- Education: Penn State University (BA) Hunter College (MFA)
- Website: http://www.sunilyapa.com

= Sunil Yapa =

Sri Lankan American writer

Sunil Yapa is a Sri Lankan American fiction writer and novelist. Yapa won the 2010 Hyphen Asian American Short Story Contest for his short story, "Pilgrims (What is Lost and You Cannot Regain)," which is also published in the Fall 2010 issue of Hyphen, Issue No. 21, the "New Legacy Issue." His debut novel, Your Heart is a Muscle the Size of a Fist (2016) was released on January 12, 2016 by Lee Boudreaux Books, an imprint of Little, Brown and Company.

==Background==
The biracial son of a Sri Lankan father and a mother from Montana, Yapa grew up in central Pennsylvania and has traveled and lived in 48 US states and 35 countries, including Greece, Guatemala, Chile, Argentina, China, India, London, Montreal, and New York City.

Yapa graduated from Penn State University in 2002 with a Bachelor of Arts degree in Economic Geography, for which he won the 2002 E.W. Miller Award for excellence in writing in the discipline. He briefly attended the University of Houston's Creative Writing MFA Program and the London Film School, where he wrote a feature film screenplay in a course taught by Ellis Freeman.
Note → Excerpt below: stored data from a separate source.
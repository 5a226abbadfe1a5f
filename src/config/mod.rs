use std::env;
use std::fmt;

use crate::workflows::scanning::RetentionPolicy;

const DEFAULT_RETENTION_DAYS: u32 = 30;

/// Distinguishes runtime behavior for different stages of the service.
#[derive(Debug, Clone, Copy, PartialEq, Eq)]
pub enum AppEnvironment {
    Development,
    Test,
    Production,
}

impl AppEnvironment {
    fn from_str(value: &str) -> Self {
        match value.trim().to_ascii_lowercase().as_str() {
            "prod" | "production" => Self::Production,
            "test" | "ci" => Self::Test,
            _ => Self::Development,
        }
    }
}

/// Top-level configuration for the application.
#[derive(Debug, Clone)]
pub struct AppConfig {
    pub environment: AppEnvironment,
    pub retention: RetentionConfig,
    pub telemetry: TelemetryConfig,
}

impl AppConfig {
    pub fn load() -> Result<Self, ConfigError> {
        dotenvy::dotenv().ok();

        let environment = AppEnvironment::from_str(
            &env::var("APP_ENV").unwrap_or_else(|_| "development".to_string()),
        );

        let retention_days = match env::var("BULKSCAN_RETENTION_DAYS") {
            Ok(raw) => raw
                .trim()
                .parse::<u32>()
                .map_err(|_| ConfigError::InvalidRetentionDays { value: raw })?,
            Err(_) => DEFAULT_RETENTION_DAYS,
        };

        let log_level = env::var("APP_LOG_LEVEL").unwrap_or_else(|_| "info".to_string());

        Ok(Self {
            environment,
            retention: RetentionConfig { retention_days },
            telemetry: TelemetryConfig { log_level },
        })
    }
}

/// How long actioned documents are kept before they may be physically deleted.
#[derive(Debug, Clone, Copy, PartialEq, Eq)]
pub struct RetentionConfig {
    pub retention_days: u32,
}

impl RetentionConfig {
    pub fn policy(&self) -> RetentionPolicy {
        RetentionPolicy::new(self.retention_days)
    }
}

impl Default for RetentionConfig {
    fn default() -> Self {
        Self {
            retention_days: DEFAULT_RETENTION_DAYS,
        }
    }
}

/// Tracing controls.
#[derive(Debug, Clone)]
pub struct TelemetryConfig {
    pub log_level: String,
}

#[derive(Debug)]
pub enum ConfigError {
    InvalidRetentionDays { value: String },
}

impl fmt::Display for ConfigError {
    fn fmt(&self, f: &mut fmt::Formatter<'_>) -> fmt::Result {
        match self {
            ConfigError::InvalidRetentionDays { value } => write!(
                f,
                "BULKSCAN_RETENTION_DAYS must be a whole number of days, found '{}'",
                value
            ),
        }
    }
}

impl std::error::Error for ConfigError {}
He received his Master of Fine Arts (MFA) in Creative Writing/Fiction degree in 2010 from Hunter College in New York City, where he studied with Peter Carey, Nathan Englander, Claire Messud and Colum McCann. At Hunter College, Yapa received the 2008-2010 Alumni Scholarship & Welfare Fund Fellowship, a grant given to only one MFA fiction student every three years, and was twice selected as a Hertog Fellow, working as a research fellow and research assistant to Ben Marcus and to Zadie Smith. Yapa has also received scholarships from the New York State Summer Writers Institute, the Bread Loaf Writers’ Conference, The Norman Mailer Writers Colony in Provincetown, Massachusetts, and the University of Houston Presidential Fellowship. In 2009 and 2010, he was a Fiction Intern for Esquire magazine.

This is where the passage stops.